§ **TASK GOAL**: Repeat every line of the material below exactly.

§ **RECORDS PROVIDED**:

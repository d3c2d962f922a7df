//! Config path resolution for binaries

use std::path::PathBuf;

/// Environment variable naming the YAML config file
pub const CONFIG_PATH_ENV: &str = "MAX_CONFIG_PATH";

pub const DEFAULT_CONFIG_PATH: &str = "config/client.yaml";

/// Where the config path came from
#[derive(Debug, Clone, PartialEq, Eq)]
pub enum ConfigSource {
    /// First command line argument
    Argument(String),
    /// `MAX_CONFIG_PATH`
    Environment(String),
    Default,
}

impl ConfigSource {
    /// Resolve from the command line first, then the environment
    pub fn detect(args: &[String]) -> Self {
        if let Some(path) = args.first() {
            return ConfigSource::Argument(path.clone());
        }
        match std::env::var(CONFIG_PATH_ENV) {
            Ok(path) if !path.is_empty() => ConfigSource::Environment(path),
            _ => ConfigSource::Default,
        }
    }

    pub fn path(&self) -> PathBuf {
        match self {
            ConfigSource::Argument(path) | ConfigSource::Environment(path) => PathBuf::from(path),
            ConfigSource::Default => PathBuf::from(DEFAULT_CONFIG_PATH),
        }
    }
}

/// Load `.env` (if present) and resolve the config path
///
/// ```no_run
/// let path = max_client::bin_common::load_config_from_env();
/// assert!(path.to_string_lossy().ends_with(".yaml"));
/// ```
pub fn load_config_from_env() -> PathBuf {
    let _ = dotenv::dotenv();
    ConfigSource::detect(&parse_args()).path()
}

/// Command line arguments, without the program name
pub fn parse_args() -> Vec<String> {
    std::env::args().skip(1).collect()
}
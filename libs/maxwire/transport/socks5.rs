//! SOCKS5 client negotiation (RFC 1928, RFC 1929 subset)
//!
//! Supports the no-auth and username/password methods and the CONNECT
//! command with a domain-name target. The bound address in the reply is
//! read and discarded for every address type.

use super::proxy::ProxyConfig;
use crate::{MaxWireError, Result};
use tokio::io::{AsyncRead, AsyncReadExt, AsyncWrite, AsyncWriteExt};

const VERSION: u8 = 0x05;
const METHOD_NO_AUTH: u8 = 0x00;
const METHOD_USER_PASS: u8 = 0x02;
const METHOD_UNACCEPTABLE: u8 = 0xFF;
const CMD_CONNECT: u8 = 0x01;
const ATYP_IPV4: u8 = 0x01;
const ATYP_DOMAIN: u8 = 0x03;
const ATYP_IPV6: u8 = 0x04;

fn proxy_err(context: &str, e: impl std::fmt::Display) -> MaxWireError {
    MaxWireError::Proxy(format!("{}: {}", context, e))
}

fn reply_message(code: u8) -> &'static str {
    match code {
        0x01 => "general failure",
        0x02 => "connection not allowed by ruleset",
        0x03 => "network unreachable",
        0x04 => "host unreachable",
        0x05 => "connection refused",
        0x06 => "TTL expired",
        0x07 => "command not supported",
        0x08 => "address type not supported",
        _ => "unknown error",
    }
}

/// Negotiate a CONNECT to `target_host:target_port` over an open stream to
/// the proxy
pub async fn negotiate<S>(
    stream: &mut S,
    proxy: &ProxyConfig,
    target_host: &str,
    target_port: u16,
) -> Result<()>
where
    S: AsyncRead + AsyncWrite + Unpin,
{
    // Greeting
    let credentials = proxy.credentials();
    let greeting: &[u8] = if credentials.is_some() {
        &[VERSION, 0x02, METHOD_NO_AUTH, METHOD_USER_PASS]
    } else {
        &[VERSION, 0x01, METHOD_NO_AUTH]
    };
    stream
        .write_all(greeting)
        .await
        .map_err(|e| proxy_err("SOCKS5 greeting failed", e))?;

    let mut choice = [0u8; 2];
    stream
        .read_exact(&mut choice)
        .await
        .map_err(|e| proxy_err("SOCKS5 greeting response failed", e))?;
    if choice[0] != VERSION {
        return Err(MaxWireError::Proxy(format!(
            "invalid SOCKS version in greeting response: {}",
            choice[0]
        )));
    }

    match (choice[1], credentials) {
        (METHOD_NO_AUTH, _) => {}
        (METHOD_USER_PASS, Some((user, pass))) => authenticate(stream, user, pass).await?,
        (METHOD_UNACCEPTABLE, _) => {
            return Err(MaxWireError::Proxy("no acceptable SOCKS5 auth method".into()))
        }
        (method, _) => {
            return Err(MaxWireError::Proxy(format!(
                "proxy selected unsupported auth method {:#04x}",
                method
            )))
        }
    }

    // CONNECT
    let host = target_host.as_bytes();
    if host.is_empty() || host.len() > 255 {
        return Err(MaxWireError::Proxy(format!(
            "target host length {} out of range",
            host.len()
        )));
    }
    let mut request = Vec::with_capacity(7 + host.len());
    request.extend_from_slice(&[VERSION, CMD_CONNECT, 0x00, ATYP_DOMAIN, host.len() as u8]);
    request.extend_from_slice(host);
    request.extend_from_slice(&target_port.to_be_bytes());
    stream
        .write_all(&request)
        .await
        .map_err(|e| proxy_err("SOCKS5 connect failed", e))?;

    let mut reply = [0u8; 4];
    stream
        .read_exact(&mut reply)
        .await
        .map_err(|e| proxy_err("SOCKS5 connect response failed", e))?;
    if reply[0] != VERSION {
        return Err(MaxWireError::Proxy(format!(
            "invalid SOCKS version in connect response: {}",
            reply[0]
        )));
    }
    if reply[1] != 0x00 {
        return Err(MaxWireError::Proxy(format!(
            "SOCKS5 connect failed: {} ({:#04x})",
            reply_message(reply[1]),
            reply[1]
        )));
    }

    // Bound address + port, unused but must be drained
    let addr_len = match reply[3] {
        ATYP_IPV4 => 4,
        ATYP_IPV6 => 16,
        ATYP_DOMAIN => {
            let mut len = [0u8; 1];
            stream
                .read_exact(&mut len)
                .await
                .map_err(|e| proxy_err("SOCKS5 bound address failed", e))?;
            len[0] as usize
        }
        other => {
            return Err(MaxWireError::Proxy(format!(
                "invalid SOCKS5 address type {:#04x}",
                other
            )))
        }
    };
    let mut bound = vec![0u8; addr_len + 2];
    stream
        .read_exact(&mut bound)
        .await
        .map_err(|e| proxy_err("SOCKS5 bound address failed", e))?;

    tracing::debug!("SOCKS5 tunnel to {}:{} established", target_host, target_port);
    Ok(())
}

async fn authenticate<S>(stream: &mut S, user: &str, pass: &str) -> Result<()>
where
    S: AsyncRead + AsyncWrite + Unpin,
{
    if user.len() > 255 || pass.len() > 255 {
        return Err(MaxWireError::Proxy("SOCKS5 credentials too long".into()));
    }
    let mut request = Vec::with_capacity(3 + user.len() + pass.len());
    request.push(0x01);
    request.push(user.len() as u8);
    request.extend_from_slice(user.as_bytes());
    request.push(pass.len() as u8);
    request.extend_from_slice(pass.as_bytes());
    stream
        .write_all(&request)
        .await
        .map_err(|e| proxy_err("SOCKS5 auth failed", e))?;

    let mut status = [0u8; 2];
    stream
        .read_exact(&mut status)
        .await
        .map_err(|e| proxy_err("SOCKS5 auth response failed", e))?;
    if status[1] != 0x00 {
        return Err(MaxWireError::Proxy("SOCKS5 authentication rejected".into()));
    }
    Ok(())
}
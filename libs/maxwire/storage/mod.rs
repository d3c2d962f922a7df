//! Credential store implementations
//!
//! - [`MemoryStore`]: process-local, for tests and throwaway sessions
//! - [`FileStore`]: `session.json` in the client's work directory

pub mod file;
pub mod memory;

pub use file::FileStore;
pub use memory::MemoryStore;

§ **SOLUTION TO THIS EXERCISE**:
repository d3c2d962f922a7df
//! Config path resolution for binaries

use std::path::PathBuf;

/// Environment variable naming the YAML config file
pub const CONFIG_PATH_ENV: &str = "MAX_CONFIG_PATH";

pub const DEFAULT_CONFIG_PATH: &str = "config/client.yaml";

/// Where the config path came from
#[derive(Debug, Clone, PartialEq, Eq)]
pub enum ConfigSource {
    /// First command line argument
    Argument(String),
    /// `MAX_CONFIG_PATH`
    Environment(String),
    Default,
}

impl ConfigSource {
    /// Resolve from the command line first, then the environment
    pub fn detect(args: &[String]) -> Self {
        if let Some(path) = args.first() {
            return ConfigSource::Argument(path.clone());
        }
        match std::env::var(CONFIG_PATH_ENV) {
            Ok(path) if !path.is_empty() => ConfigSource::Environment(path),
            _ => ConfigSource::Default,
        }
    }

    pub fn path(&self) -> PathBuf {
        match self {
            ConfigSource::Argument(path) | ConfigSource::Environment(path) => PathBuf::from(path),
            ConfigSource::Default => PathBuf::from(DEFAULT_CONFIG_PATH),
        }
    }
}

/// Load `.env` (if present) and resolve the config path
///
/// ```no_run
/// let path = max_client::bin_common::load_config_from_env();
/// assert!(path.to_string_lossy().ends_with(".yaml"));
/// ```
pub fn load_config_from_env() -> PathBuf {
    let _ = dotenv::dotenv();
    ConfigSource::detect(&parse_args()).path()
}

/// Command line arguments, without the program name
pub fn parse_args() -> Vec<String> {
    std::env::args().skip(1).collect()
}
filename libs/maxwire/transport/socks5.rs
//! SOCKS5 client negotiation (RFC 1928, RFC 1929 subset)
//!
//! Supports the no-auth and username/password methods and the CONNECT
//! command with a domain-name target. The bound address in the reply is
//! read and discarded for every address type.

use super::proxy::ProxyConfig;
use crate::{MaxWireError, Result};
use tokio::io::{AsyncRead, AsyncReadExt, AsyncWrite, AsyncWriteExt};

const VERSION: u8 = 0x05;
const METHOD_NO_AUTH: u8 = 0x00;
const METHOD_USER_PASS: u8 = 0x02;
const METHOD_UNACCEPTABLE: u8 = 0xFF;
const CMD_CONNECT: u8 = 0x01;
const ATYP_IPV4: u8 = 0x01;
const ATYP_DOMAIN: u8 = 0x03;
const ATYP_IPV6: u8 = 0x04;

fn proxy_err(context: &str, e: impl std::fmt::Display) -> MaxWireError {
    MaxWireError::Proxy(format!("{}: {}", context, e))
}

fn reply_message(code: u8) -> &'static str {
    match code {
        0x01 => "general failure",
        0x02 => "connection not allowed by ruleset",
        0x03 => "network unreachable",
        0x04 => "host unreachable",
        0x05 => "connection refused",
        0x06 => "TTL expired",
        0x07 => "command not supported",
        0x08 => "address type not supported",
        _ => "unknown error",
    }
}

/// Negotiate a CONNECT to `target_host:target_port` over an open stream to
/// the proxy
pub async fn negotiate<S>(
    stream: &mut S,
    proxy: &ProxyConfig,
    target_host: &str,
    target_port: u16,
) -> Result<()>
where
    S: AsyncRead + AsyncWrite + Unpin,
{
    // Greeting
    let credentials = proxy.credentials();
    let greeting: &[u8] = if credentials.is_some() {
        &[VERSION, 0x02, METHOD_NO_AUTH, METHOD_USER_PASS]
    } else {
        &[VERSION, 0x01, METHOD_NO_AUTH]
    };
    stream
        .write_all(greeting)
        .await
        .map_err(|e| proxy_err("SOCKS5 greeting failed", e))?;

    let mut choice = [0u8; 2];
    stream
        .read_exact(&mut choice)
        .await
        .map_err(|e| proxy_err("SOCKS5 greeting response failed", e))?;
    if choice[0] != VERSION {
        return Err(MaxWireError::Proxy(format!(
            "invalid SOCKS version in greeting response: {}",
            choice[0]
        )));
    }

    match (choice[1], credentials) {
        (METHOD_NO_AUTH, _) => {}
        (METHOD_USER_PASS, Some((user, pass))) => authenticate(stream, user, pass).await?,
        (METHOD_UNACCEPTABLE, _) => {
            return Err(MaxWireError::Proxy("no acceptable SOCKS5 auth method".into()))
        }
        (method, _) => {
            return Err(MaxWireError::Proxy(format!(
                "proxy selected unsupported auth method {:#04x}",
                method
            )))
        }
    }

    // CONNECT
    let host = target_host.as_bytes();
    if host.is_empty() || host.len() > 255 {
        return Err(MaxWireError::Proxy(format!(
            "target host length {} out of range",
            host.len()
        )));
    }
    let mut request = Vec::with_capacity(7 + host.len());
    request.extend_from_slice(&[VERSION, CMD_CONNECT, 0x00, ATYP_DOMAIN, host.len() as u8]);
    request.extend_from_slice(host);
    request.extend_from_slice(&target_port.to_be_bytes());
    stream
        .write_all(&request)
        .await
        .map_err(|e| proxy_err("SOCKS5 connect failed", e))?;

    let mut reply = [0u8; 4];
    stream
        .read_exact(&mut reply)
        .await
        .map_err(|e| proxy_err("SOCKS5 connect response failed", e))?;
    if reply[0] != VERSION {
        return Err(MaxWireError::Proxy(format!(
            "invalid SOCKS version in connect response: {}",
            reply[0]
        )));
    }
    if reply[1] != 0x00 {
        return Err(MaxWireError::Proxy(format!(
            "SOCKS5 connect failed: {} ({:#04x})",
            reply_message(reply[1]),
            reply[1]
        )));
    }

    // Bound address + port, unused but must be drained
    let addr_len = match reply[3] {
        ATYP_IPV4 => 4,
        ATYP_IPV6 => 16,
        ATYP_DOMAIN => {
            let mut len = [0u8; 1];
            stream
                .read_exact(&mut len)
                .await
                .map_err(|e| proxy_err("SOCKS5 bound address failed", e))?;
            len[0] as usize
        }
        other => {
            return Err(MaxWireError::Proxy(format!(
                "invalid SOCKS5 address type {:#04x}",
                other
            )))
        }
    };
    let mut bound = vec![0u8; addr_len + 2];
    stream
        .read_exact(&mut bound)
        .await
        .map_err(|e| proxy_err("SOCKS5 bound address failed", e))?;

    tracing::debug!("SOCKS5 tunnel to {}:{} established", target_host, target_port);
    Ok(())
}

async fn authenticate<S>(stream: &mut S, user: &str, pass: &str) -> Result<()>
where
    S: AsyncRead + AsyncWrite + Unpin,
{
    if user.len() > 255 || pass.len() > 255 {
        return Err(MaxWireError::Proxy("SOCKS5 credentials too long".into()));
    }
    let mut request = Vec::with_capacity(3 + user.len() + pass.len());
    request.push(0x01);
    request.push(user.len() as u8);
    request.extend_from_slice(user.as_bytes());
    request.push(pass.len() as u8);
    request.extend_from_slice(pass.as_bytes());
    stream
        .write_all(&request)
        .await
        .map_err(|e| proxy_err("SOCKS5 auth failed", e))?;

    let mut status = [0u8; 2];
    stream
        .read_exact(&mut status)
        .await
        .map_err(|e| proxy_err("SOCKS5 auth response failed", e))?;
    if status[1] != 0x00 {
        return Err(MaxWireError::Proxy("SOCKS5 authentication rejected".into()));
    }
    Ok(())
}
filename libs/maxwire/storage/mod.rs
repository d3c2d962f922a7df
//! Credential store implementations
//!
//! - [`MemoryStore`]: process-local, for tests and throwaway sessions
//! - [`FileStore`]: `session.json` in the client's work directory

pub mod file;
pub mod memory;

pub use file::FileStore;
pub use memory::MemoryStore;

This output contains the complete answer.